An unknown iOS 7 feature that is a real game changer

Ever hear of the Multipeer Connectivity framework? No reason you should, unless you are an iOS developer and keep up with the latest and greatest evolutions in networking. But this is a game changer.

Multipeer Connectivity means your messaging data can find its way to the internet and back by pinballing off other devices using WiFi and Bluetooth to move from device to device. As long as some part of the chain is connected to the net, your message will find its way. The requirement is that all the devices in the chain support Multipeer Connectivity.

Apple’s own AirDrop uses Multipeer, and there are other apps as well.

Here’s an example. There’s an ultramarathon that takes place in California each year on a trail called Skyline-to-the-Sea. It’s a roughly 30 mile trail through giant redwood forests where there is no cell connectivity. Using FireChat or some other app that uses iOS 7’s Multipeer Connectivity Framework, race volunteers, staff and participants could extend Internet connectivity and communication in an ad hoc mesh network that extends the length of the course.

The benefit of such an ad-hoc network is how trivially easy it is to set up. Everybody just use FireChat or AirDrop or any other similar app. Boom! Connectivity for everyone.

You can imagine the uses in a disaster area where cell towers have been knocked out, or other situations where people need to communicate but where no WiFi or mobile broadband is available.

In many poor countries and areas, people might be able to afford cheap or used phones, but not wireless service fees. Wireless mesh networks can provide free Internet connectivity to entire villages, slums or towns.

Nice job explaining all this by Mike Elgan.

  • Joseph Blake

    it’s cool, but it won’t be “world changing”. It’s not going to bring reliable internet connectivity to the third world or to rural America. The problem is that every device in the chain needs the app, and every device in the chain needs to be iOS. I’m as big an iOS fanboy as anyone else, but not everyone has an iOS device. Plus, they’re not reliably always going to be in a chain linking X to Z.

    There will be lots of cool implementations of it, for events where you can guarantee a certain critical mass of devices, or for when there are unique and novel features that can be implemented. But world changing? doubtful.

    • SV650

      And, in a chain, each hop cuts transmission data volumes in half, as each device has to receive, then forward the information. A few hops, and the whole thing fails.

      Elgan has once again shown his digital illiteracy.

      • studuncan

        Yeah, maybe if everyone is streaming HD video.

        You’re not a network guy, are you?

        • SV650

          So, as the “network guy” you see no fault with Elgan’s premise?

          • studuncan

            No, just fault with your premise. It’s almost like network devices can’t receive & transmit data well.

            Think more like streaming HD youtube video to your Apple TV. iPhones can handle a lot of traffic. It will NOT double on every hop. Otherwise, every router in the world would have failed a long time ago. Will there be limits?

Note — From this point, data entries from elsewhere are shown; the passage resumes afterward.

//! Signal numbers, codes, sets, flags and signal descriptors
//
// SPDX-License-Identifier: MIT
// Copyright (C) 2022 VTT Technical Research Centre of Finland Ltd

use super::{Table, bits_from_bridge, bits_to_bridge, const_from_bridge, const_to_bridge};
use crate::Error;
use crate::message::{MessageReader, MessageWriter};

pub const BRIDGE_SIGHUP:    i32 = 1;
pub const BRIDGE_SIGINT:    i32 = 2;
pub const BRIDGE_SIGQUIT:   i32 = 3;
pub const BRIDGE_SIGILL:    i32 = 4;
pub const BRIDGE_SIGTRAP:   i32 = 5;
pub const BRIDGE_SIGABRT:   i32 = 6;
pub const BRIDGE_SIGBUS:    i32 = 7;
pub const BRIDGE_SIGFPE:    i32 = 8;
pub const BRIDGE_SIGKILL:   i32 = 9;
pub const BRIDGE_SIGUSR1:   i32 = 10;
pub const BRIDGE_SIGSEGV:   i32 = 11;
pub const BRIDGE_SIGUSR2:   i32 = 12;
pub const BRIDGE_SIGPIPE:   i32 = 13;
pub const BRIDGE_SIGALRM:   i32 = 14;
pub const BRIDGE_SIGTERM:   i32 = 15;
pub const BRIDGE_SIGCHLD:   i32 = 16;
pub const BRIDGE_SIGCONT:   i32 = 17;
pub const BRIDGE_SIGSTOP:   i32 = 18;
pub const BRIDGE_SIGTSTP:   i32 = 19;
pub const BRIDGE_SIGTTIN:   i32 = 20;
pub const BRIDGE_SIGTTOU:   i32 = 21;
pub const BRIDGE_SIGURG:    i32 = 22;
pub const BRIDGE_SIGXCPU:   i32 = 23;
pub const BRIDGE_SIGXFSZ:   i32 = 24;
pub const BRIDGE_SIGVTALRM: i32 = 25;
pub const BRIDGE_SIGPROF:   i32 = 26;
pub const BRIDGE_SIGWINCH:  i32 = 27;
pub const BRIDGE_SIGSYS:    i32 = 28;
pub const BRIDGE_SIGRTMIN:  i32 = 32;
pub const BRIDGE_SIGRTMAX:  i32 = 64;

pub(crate) const SIGNAL_TABLE: &Table = &[
    (BRIDGE_SIGHUP as i64,    libc::SIGHUP as i64),
    (BRIDGE_SIGINT as i64,    libc::SIGINT as i64),
    (BRIDGE_SIGQUIT as i64,   libc::SIGQUIT as i64),
    (BRIDGE_SIGILL as i64,    libc::SIGILL as i64),
    (BRIDGE_SIGTRAP as i64,   libc::SIGTRAP as i64),
    (BRIDGE_SIGABRT as i64,   libc::SIGABRT as i64),
    (BRIDGE_SIGBUS as i64,    libc::SIGBUS as i64),
    (BRIDGE_SIGFPE as i64,    libc::SIGFPE as i64),
    (BRIDGE_SIGKILL as i64,   libc::SIGKILL as i64),
    (BRIDGE_SIGUSR1 as i64,   libc::SIGUSR1 as i64),
    (BRIDGE_SIGSEGV as i64,   libc::SIGSEGV as i64),
    (BRIDGE_SIGUSR2 as i64,   libc::SIGUSR2 as i64),
    (BRIDGE_SIGPIPE as i64,   libc::SIGPIPE as i64),
    (BRIDGE_SIGALRM as i64,   libc::SIGALRM as i64),
    (BRIDGE_SIGTERM as i64,   libc::SIGTERM as i64),
    (BRIDGE_SIGCHLD as i64,   libc::SIGCHLD as i64),
    (BRIDGE_SIGCONT as i64,   libc::SIGCONT as i64),
    (BRIDGE_SIGSTOP as i64,   libc::SIGSTOP as i64),
    (BRIDGE_SIGTSTP as i64,   libc::SIGTSTP as i64),
    (BRIDGE_SIGTTIN as i64,   libc::SIGTTIN as i64),
    (BRIDGE_SIGTTOU as i64,   libc::SIGTTOU as i64),
    (BRIDGE_SIGURG as i64,    libc::SIGURG as i64),
    (BRIDGE_SIGXCPU as i64,   libc::SIGXCPU as i64),
    (BRIDGE_SIGXFSZ as i64,   libc::SIGXFSZ as i64),
    (BRIDGE_SIGVTALRM as i64, libc::SIGVTALRM as i64),
    (BRIDGE_SIGPROF as i64,   libc::SIGPROF as i64),
    (BRIDGE_SIGWINCH as i64,  libc::SIGWINCH as i64),
    (BRIDGE_SIGSYS as i64,    libc::SIGSYS as i64),
];

/// Translate a host signal number, -1 when it has no bridge number
pub fn to_bridge_signal(host: i32) -> i32 {
    let rtmin = libc::SIGRTMIN();
    let rtmax = libc::SIGRTMAX();
    if host >= rtmin && host <= rtmax {
        let bridge = BRIDGE_SIGRTMIN + (host - rtmin);
        return if bridge <= BRIDGE_SIGRTMAX { bridge } else { -1 };
    }

    const_to_bridge(host as i64, SIGNAL_TABLE, -1) as i32
}

/// Translate a bridge signal number, -1 when the host has no such signal
pub fn from_bridge_signal(bridge: i32) -> i32 {
    if bridge >= BRIDGE_SIGRTMIN && bridge <= BRIDGE_SIGRTMAX {
        let host = libc::SIGRTMIN() + (bridge - BRIDGE_SIGRTMIN);
        return if host <= libc::SIGRTMAX() { host } else { -1 };
    }

    const_from_bridge(bridge as i64, SIGNAL_TABLE, -1) as i32
}

pub const BRIDGE_SI_USER:    i32 = 1;
pub const BRIDGE_SI_QUEUE:   i32 = 2;
pub const BRIDGE_SI_TIMER:   i32 = 3;
pub const BRIDGE_SI_ASYNCIO: i32 = 4;
pub const BRIDGE_SI_MESGQ:   i32 = 5;

/* Linux si_code values */
const SI_USER:    i32 = 0;
const SI_QUEUE:   i32 = -1;
const SI_TIMER:   i32 = -2;
const SI_MESGQ:   i32 = -3;
const SI_ASYNCIO: i32 = -4;

pub(crate) const SIGNAL_CODE_TABLE: &Table = &[
    (BRIDGE_SI_USER as i64,    SI_USER as i64),
    (BRIDGE_SI_QUEUE as i64,   SI_QUEUE as i64),
    (BRIDGE_SI_TIMER as i64,   SI_TIMER as i64),
    (BRIDGE_SI_ASYNCIO as i64, SI_ASYNCIO as i64),
    (BRIDGE_SI_MESGQ as i64,   SI_MESGQ as i64),
];

/// Translate a host `si_code`, -1 when it has no bridge value
pub fn to_bridge_signal_code(host: i32) -> i32 {
    const_to_bridge(host as i64, SIGNAL_CODE_TABLE, -1) as i32
}

/// Translate a bridge signal code, -1 when it has no host value
pub fn from_bridge_signal_code(bridge: i32) -> i32 {
    const_from_bridge(bridge as i64, SIGNAL_CODE_TABLE, -1) as i32
}

pub const BRIDGE_SA_NOCLDSTOP: i32 = 0x01;
pub const BRIDGE_SA_NOCLDWAIT: i32 = 0x02;
pub const BRIDGE_SA_SIGINFO:   i32 = 0x04;
pub const BRIDGE_SA_ONSTACK:   i32 = 0x08;
pub const BRIDGE_SA_RESTART:   i32 = 0x10;
pub const BRIDGE_SA_NODEFER:   i32 = 0x20;
pub const BRIDGE_SA_RESETHAND: i32 = 0x40;

pub(crate) const SIGNAL_FLAG_TABLE: &Table = &[
    (BRIDGE_SA_NOCLDSTOP as i64, libc::SA_NOCLDSTOP as i64),
    (BRIDGE_SA_NOCLDWAIT as i64, libc::SA_NOCLDWAIT as i64),
    (BRIDGE_SA_SIGINFO as i64,   libc::SA_SIGINFO as i64),
    (BRIDGE_SA_ONSTACK as i64,   libc::SA_ONSTACK as i64),
    (BRIDGE_SA_RESTART as i64,   libc::SA_RESTART as i64),
    (BRIDGE_SA_NODEFER as i64,   libc::SA_NODEFER as i64),
    (BRIDGE_SA_RESETHAND as i64, libc::SA_RESETHAND as i64),
];

pub fn to_bridge_signal_flags(host: i32) -> i32 {
    bits_to_bridge(host as i64, SIGNAL_FLAG_TABLE) as i32
}

pub fn from_bridge_signal_flags(bridge: i32) -> i32 {
    bits_from_bridge(bridge as i64, SIGNAL_FLAG_TABLE) as i32
}

/// Set of bridge signals, bit `n - 1` for signal `n`
#[derive(Copy, Clone, Debug, Default, PartialEq, Eq)]
#[repr(C)]
pub struct BridgeSigSet(pub u64);

impl BridgeSigSet {
    pub fn empty() -> Self {
        BridgeSigSet(0)
    }

    pub fn add(&mut self, signum: i32) -> Result<(), Error> {
        self.0 |= Self::bit(signum)?;
        Ok(())
    }

    pub fn remove(&mut self, signum: i32) -> Result<(), Error> {
        self.0 &= !Self::bit(signum)?;
        Ok(())
    }

    pub fn contains(&self, signum: i32) -> bool {
        Self::bit(signum).map_or(false, |bit| self.0 & bit != 0)
    }

    /// Bridge signal numbers in the set, ascending
    pub fn iter(&self) -> impl Iterator<Item = i32> + '_ {
        (1 ..= 64).filter(move |signum| self.contains(*signum))
    }

    fn bit(signum: i32) -> Result<u64, Error> {
        if signum < 1 || signum > 64 {
            return Err(Error::InvalidArgument(format!("signal {} out of range", signum)));
        }
        Ok(1u64 << (signum - 1))
    }

    /// Host signal set. Signals without a host number are skipped.
    pub fn to_host(&self) -> libc::sigset_t {
        let mut set: libc::sigset_t = unsafe { core::mem::zeroed() };
        unsafe { libc::sigemptyset(&mut set) };
        for signum in self.iter() {
            let host = from_bridge_signal(signum);
            if host > 0 {
                unsafe { libc::sigaddset(&mut set, host) };
            }
        }
        set
    }

    pub fn from_host(set: &libc::sigset_t) -> Self {
        let mut bridge = Self::empty();
        for host in 1 .. libc::SIGRTMAX() + 1 {
            if unsafe { libc::sigismember(set, host) } == 1 {
                let signum = to_bridge_signal(host);
                if signum > 0 {
                    let _ = bridge.add(signum);
                }
            }
        }
        bridge
    }
}

/// Bridge form of `siginfo_t`, the fields the enclave uses
#[derive(Copy, Clone, Debug, Default, PartialEq, Eq)]
#[repr(C)]
pub struct BridgeSigInfo {
    pub si_signo: i32,
    pub si_code:  i32,
}

impl BridgeSigInfo {
    pub fn from_host(info: &libc::siginfo_t) -> Self {
        Self{si_signo: to_bridge_signal(info.si_signo),
             si_code:  to_bridge_signal_code(info.si_code)}
    }
}

/// Descriptor of a trusted signal handler, sent when registering it
#[derive(Copy, Clone, Debug, Default, PartialEq, Eq)]
pub struct BridgeSignalHandler {
    /// Direct-call entry for simulation mode, zero when absent
    pub sigaction: u64,
    /// Signals blocked while the handler runs
    pub mask:      BridgeSigSet,
    /// Bridge `SA_*` flags
    pub flags:     i32,
}

impl BridgeSignalHandler {
    pub fn encode(&self, writer: &mut MessageWriter) {
        writer.push(self.sigaction);
        writer.push(self.mask.0);
        writer.push(self.flags);
    }

    pub fn decode(reader: &mut MessageReader) -> Result<Self, Error> {
        Ok(Self{sigaction: reader.next::<u64>()?,
                mask:      BridgeSigSet(reader.next::<u64>()?),
                flags:     reader.next::<i32>()?})
    }
}

/// A signal delivered into the enclave
#[derive(Clone, Debug, Default, PartialEq, Eq)]
pub struct EnclaveSignal {
    /// Bridge signal number
    pub signum: i32,
    /// Bridge signal code
    pub code:   i32,
    /// General purpose registers of the interrupted context, may be empty
    pub gregs:  Vec<u64>,
}

impl EnclaveSignal {
    pub fn encode(&self, writer: &mut MessageWriter) {
        writer.push(self.signum);
        writer.push(self.code);
        let regs: Vec<u8> = self.gregs.iter().flat_map(|r| r.to_le_bytes()).collect();
        writer.push_bytes(&regs);
    }

    pub fn decode(reader: &mut MessageReader) -> Result<Self, Error> {
        let signum = reader.next::<i32>()?;
        let code   = reader.next::<i32>()?;
        let regs   = reader.next_extent()?;
        if regs.len() % 8 != 0 {
            return Err(Error::Malformed("register block not a multiple of 8".into()));
        }

        let gregs = regs.chunks_exact(8)
                        .map(|c| u64::from_le_bytes([c[0], c[1], c[2], c[3],
                                                     c[4], c[5], c[6], c[7]]))
                        .collect();
        Ok(Self{signum: signum, code: code, gregs: gregs})
    }
}

#[cfg(test)]
mod tests {
    use super::*;
    use crate::bridge::fuzz;

    #[test]
    fn signal_numbers_round_trip() {
        for (bridge, host) in SIGNAL_TABLE {
            assert_eq!(from_bridge_signal(to_bridge_signal(*host as i32)), *host as i32);
            assert_eq!(to_bridge_signal(from_bridge_signal(*bridge as i32)), *bridge as i32);
        }
        for bridge in BRIDGE_SIGRTMIN ..= BRIDGE_SIGRTMAX {
            let host = from_bridge_signal(bridge);
            if host > 0 {
                assert_eq!(to_bridge_signal(host), bridge);
            }
        }
    }

    #[test]
    fn unknown_signals_use_fallback() {
        assert_eq!(to_bridge_signal(0), -1);
        assert_eq!(to_bridge_signal(-5), -1);
        assert_eq!(from_bridge_signal(29), -1);
        assert_eq!(from_bridge_signal(BRIDGE_SIGRTMAX + 1), -1);
    }

    #[test]
    fn realtime_signals_map_by_offset() {
        assert_eq!(to_bridge_signal(libc::SIGRTMIN()), BRIDGE_SIGRTMIN);
        assert_eq!(from_bridge_signal(BRIDGE_SIGRTMIN + 2), libc::SIGRTMIN() + 2);
        assert_eq!(to_bridge_signal(libc::SIGRTMAX() + 1), -1);
    }

    #[test]
    fn signal_codes_round_trip() {
        fuzz::constant_round_trip(SIGNAL_CODE_TABLE, -1,
                                  |h| to_bridge_signal_code(h as i32) as i64,
                                  |b| from_bridge_signal_code(b as i32) as i64);
    }

    #[test]
    fn signal_flags_round_trip() {
        fuzz::bitset_round_trip(SIGNAL_FLAG_TABLE,
                                |h| to_bridge_signal_flags(h as i32) as i64,
                                |b| from_bridge_signal_flags(b as i32) as i64);
    }

    #[test]
    fn sigset_translates_members() {
        let mut set = BridgeSigSet::empty();
        set.add(BRIDGE_SIGUSR1).unwrap();
        set.add(BRIDGE_SIGCHLD).unwrap();

        let host = set.to_host();
        assert_eq!(unsafe { libc::sigismember(&host, libc::SIGUSR1) }, 1);
        assert_eq!(unsafe { libc::sigismember(&host, libc::SIGCHLD) }, 1);
        assert_eq!(unsafe { libc::sigismember(&host, libc::SIGTERM) }, 0);
        assert_eq!(BridgeSigSet::from_host(&host), set);
    }

    #[test]
    fn sigset_rejects_out_of_range() {
        let mut set = BridgeSigSet::empty();
        assert!(set.add(0).is_err());
        assert!(set.add(65).is_err());
        assert!(!set.contains(65));
    }

    #[test]
    fn enclave_signal_encoding() {
        let signal = EnclaveSignal{signum: BRIDGE_SIGUSR2,
                                   code:   BRIDGE_SI_QUEUE,
                                   gregs:  vec![1, 2, u64::MAX]};
        let mut writer = MessageWriter::new();
        signal.encode(&mut writer);
        let mut reader = MessageReader::from(writer);
        assert_eq!(EnclaveSignal::decode(&mut reader).unwrap(), signal);
    }
}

Sure, but not in the way you seem to think.

      • I worked with CNN years back to implement Octoshape (P2P streaming) and we broke the Internet record for concurrent connected clients during Obama’s first inauguration.

        I say that not to brag but to clarify, with respect: you’re wrong. 🙂 We had 7M or something at once. When done right, P2P can easily scale better than direct connections.

        Just know you don’t always get the whole stream from one person. It isn’t 1:1 but 1:N for each user.

        • SV650

          Even in a linear string such as proposed for coverage of the Skyline to Sea trail?

          • I couldn’t tell you about that one specific example. I only know of P2P in general and from the media playback side.

            I wouldn’t expect it to be a 100% perfect situation AND you have to have others w/ the same capability – the article points this out as well – in order for it to work [ie – software installed to do it, even w/ Octoshape] so having everyone in one line w/ P2P enabled is highly unlikely.

    • studuncan

      Stop it with the false notion that it’s going to change the whole world all at once. It’s a localized solution for lack of connectivity issues. Nothing more. Hence the examples are exactly that. 1 or 2 network connections, dozens to hundreds of meshed devices that use those connections. It’s a perfect & easy local mesh network. Nobody in the article ever said anything about bringing reliable internet connectivity to the whole third world.

      • Joseph Blake

        From the original article: “In many poor countries and areas, people might be able to afford cheap or used phones, but not wireless service fees. Wireless mesh networks can provide free Internet connectivity to entire villages, slums or towns.”

        Again, I think it’s a really cool feature and I’m sure there will be some novel and very interesting implementations, but it is not quite as big a deal as the article makes it out to be.

  • Multipeer is a nice addition to iOS but this isn’t really how it works. Each connection has to be explicitly set up by each device and requires user interaction to do so by a foreground app. It’s set up for direct communication between devices for things like multiplayer games and sharing data. Not extending networks.

  • Mike

    Please excuse a non-techie, but is this the same as when I tether (i.e. ‘personal hotspot’) my iPad to my iPhone?